> _Task statement_
Transcribe the records word for word, beginning with the first line and ending with the line that contains "config.export_json = args.export_json.clone();"; include nothing else.

> _Data section_

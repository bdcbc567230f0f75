//! Top-level application orchestration.
//!
//! `src/main.rs` is intentionally tiny; this module is the "real main" that:
//! - parses CLI arguments (with `.env` / environment defaults)
//! - loads the percentile table and builds the comparator
//! - prints reports/plots
//! - writes optional exports

use std::path::PathBuf;

use clap::Parser;

use crate::cli::{CalcArgs, Command, CompareArgs, PlotArgs, TableArgs};
use crate::compare::default_amount;
use crate::domain::{CalculatorConfig, ChartKind, IncomeInput};
use crate::error::AppError;

pub mod pipeline;

/// Environment variable naming the percentile table CSV.
pub const DATA_PATH_ENV: &str = "INCOME_DATA_CSV";
/// Environment variable holding the default PPP rate.
pub const PPP_RATE_ENV: &str = "PPP_RATE";

pub const DEFAULT_DATA_PATH: &str = "data.csv";
pub const DEFAULT_PPP_RATE: f64 = 3.7;

/// Entry point for the `ipos` binary.
pub fn run() -> Result<(), AppError> {
    dotenvy::dotenv().ok();

    // We want `ipos` and `ipos --lang he` to behave like `ipos tui ...`.
    //
    // Clap requires a subcommand name, so we do a small, explicit rewrite of the
    // argv list before parsing.
    let argv = rewrite_args(std::env::args().collect());
    let cli = crate::cli::Cli::parse_from(argv);

    match cli.command {
        Command::Compare(args) => handle_compare(args),
        Command::Table(args) => handle_table(args),
        Command::Plot(args) => handle_plot(args),
        Command::Tui(args) => handle_tui(args),
    }
}

fn handle_compare(args: CompareArgs) -> Result<(), AppError> {
    let mut config = calculator_config_from_args(&args.calc)?;
    config.plot = args.plot;
    config.export_json = args.export_json.clone();
    config.export_table = args.export_table.clone();

    let run = pipeline::run_compare(&config)?;
    let report = pipeline::build_report(&run.comparator, &run.query, &config);

    println!("{}", crate::report::format_report(&report));

    if config.plot {
        let (series, points) = run.comparator.distribution(config.input.standardize);
        let plot = crate::plot::render_income_plot(
            &points,
            series,
            &run.query.result,
            config.language,
            config.plot_width,
            config.plot_height,
        );
        println!("{plot}");
    }

    // Optional exports.
    if let Some(path) = &config.export_json {
        crate::io::export::write_report_json(path, &report)?;
    }
    if let Some(path) = &config.export_table {
        crate::io::export::write_summary_csv(path, &run.query.summary)?;
    }

    Ok(())
}

fn handle_table(args: TableArgs) -> Result<(), AppError> {
    let config = calculator_config_from_args(&args.calc)?;
    let run = pipeline::run_compare(&config)?;

    if run.query.standardization_fallback {
        eprintln!("{}", config.language.strings().standardize_warning);
    }
    let table = crate::report::format_key_table(&run.query.summary, config.language);
    println!("{}", crate::report::align_for(config.language.direction(), &table));

    if let Some(path) = &args.export_table {
        crate::io::export::write_summary_csv(path, &run.query.summary)?;
    }
    Ok(())
}

fn handle_plot(args: PlotArgs) -> Result<(), AppError> {
    let config = calculator_config_from_args(&args.calc)?;
    let run = pipeline::run_compare(&config)?;
    let (series, points) = run.comparator.distribution(config.input.standardize);

    let plot = match args.chart {
        ChartKind::Distribution => crate::plot::render_distribution_plot(
            &points,
            series,
            config.language,
            config.plot_width,
            config.plot_height,
        ),
        ChartKind::Income => crate::plot::render_income_plot(
            &points,
            series,
            &run.query.result,
            config.language,
            config.plot_width,
            config.plot_height,
        ),
    };

    println!("{plot}");
    Ok(())
}

fn handle_tui(args: CalcArgs) -> Result<(), AppError> {
    let config = calculator_config_from_args(&args)?;
    crate::tui::run(config)
}

/// Build the run configuration from CLI flags, falling back to the
/// environment for the data path and PPP rate.
pub fn calculator_config_from_args(args: &CalcArgs) -> Result<CalculatorConfig, AppError> {
    let data_path = match &args.data {
        Some(path) => path.clone(),
        None => std::env::var(DATA_PATH_ENV)
            .map(PathBuf::from)
            .unwrap_or_else(|_| PathBuf::from(DEFAULT_DATA_PATH)),
    };

    let ppp_rate = match args.ppp {
        Some(v) => v,
        None => match std::env::var(PPP_RATE_ENV) {
            Ok(raw) => raw
                .trim()
                .parse::<f64>()
                .map_err(|e| AppError::new(2, format!("Invalid {PPP_RATE_ENV} '{raw}': {e}")))?,
            Err(_) => DEFAULT_PPP_RATE,
        },
    };
    config_from_parts(args, data_path, ppp_rate)
}

fn config_from_parts(args: &CalcArgs, data_path: PathBuf, ppp_rate: f64) -> Result<CalculatorConfig, AppError> {
    if !(ppp_rate.is_finite() && ppp_rate > 0.0) {
        return Err(AppError::new(2, format!("PPP rate must be positive, got {ppp_rate}")));
    }

    let amount = args
        .income
        .unwrap_or_else(|| default_amount(args.period, args.currency, ppp_rate));
    if !(amount.is_finite() && amount >= 0.0) {
        return Err(AppError::new(2, format!("Income must be a non-negative number, got {amount}")));
    }

    Ok(CalculatorConfig {
        data_path,
        ppp_rate,
        language: args.lang,
        input: IncomeInput {
            amount,
            period: args.period,
            currency: args.currency,
            household_size: args.household_size,
            standardize: args.standardize,
        },
        key_percentiles: args.percentiles.clone(),
        plot: false,
        plot_width: args.width,
        plot_height: args.height,
        export_json: None,
        export_table: None,
    })
}

/// Rewrite argv so `ipos` defaults to `ipos tui`.
///
/// Rules:
/// - `ipos`                      -> `ipos tui`
/// - `ipos --lang he ...`        -> `ipos tui --lang he ...`
/// - `ipos --help/--version/-h`  -> unchanged (show top-level help/version)
fn rewrite_args(mut argv: Vec<String>) -> Vec<String> {
    let Some(arg1) = argv.get(1).cloned() else {
        argv.push("tui".to_string());
        return argv;
    };

    let is_top_level_help_or_version = matches!(
        arg1.as_str(),
        "-h" | "--help" | "-V" | "--version" | "help"
    );
    if is_top_level_help_or_version {
        return argv;
    }

    let is_subcommand = matches!(arg1.as_str(), "compare" | "table" | "plot" | "tui");
    if is_subcommand {
        return argv;
    }

    // If the first token is a flag, treat it as "tui flags".
    if arg1.starts_with('-') {
        argv.insert(1, "tui".to_string());
        return argv;
    }

    argv
}
//! Domain types used throughout the calculator.
//!
//! This module defines:
//!
//! - input configuration enums (`Period`, `Currency`, `Language`)
//! - the reference table (`PercentileRow`, `PercentileTable`)
//! - query outputs (`ComparisonResult`, `PercentileSummary`)

pub mod types;

pub use types::*;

> _Written answer_
repository bdcbc567230f0f75
//! Top-level application orchestration.
//!
//! `src/main.rs` is intentionally tiny; this module is the "real main" that:
//! - parses CLI arguments (with `.env` / environment defaults)
//! - loads the percentile table and builds the comparator
//! - prints reports/plots
//! - writes optional exports

use std::path::PathBuf;

use clap::Parser;

use crate::cli::{CalcArgs, Command, CompareArgs, PlotArgs, TableArgs};
use crate::compare::default_amount;
use crate::domain::{CalculatorConfig, ChartKind, IncomeInput};
use crate::error::AppError;

pub mod pipeline;

/// Environment variable naming the percentile table CSV.
pub const DATA_PATH_ENV: &str = "INCOME_DATA_CSV";
/// Environment variable holding the default PPP rate.
pub const PPP_RATE_ENV: &str = "PPP_RATE";

pub const DEFAULT_DATA_PATH: &str = "data.csv";
pub const DEFAULT_PPP_RATE: f64 = 3.7;

/// Entry point for the `ipos` binary.
pub fn run() -> Result<(), AppError> {
    dotenvy::dotenv().ok();

    // We want `ipos` and `ipos --lang he` to behave like `ipos tui ...`.
    //
    // Clap requires a subcommand name, so we do a small, explicit rewrite of the
    // argv list before parsing.
    let argv = rewrite_args(std::env::args().collect());
    let cli = crate::cli::Cli::parse_from(argv);

    match cli.command {
        Command::Compare(args) => handle_compare(args),
        Command::Table(args) => handle_table(args),
        Command::Plot(args) => handle_plot(args),
        Command::Tui(args) => handle_tui(args),
    }
}

fn handle_compare(args: CompareArgs) -> Result<(), AppError> {
    let mut config = calculator_config_from_args(&args.calc)?;
    config.plot = args.plot;
    config.export_json = args.export_json.clone();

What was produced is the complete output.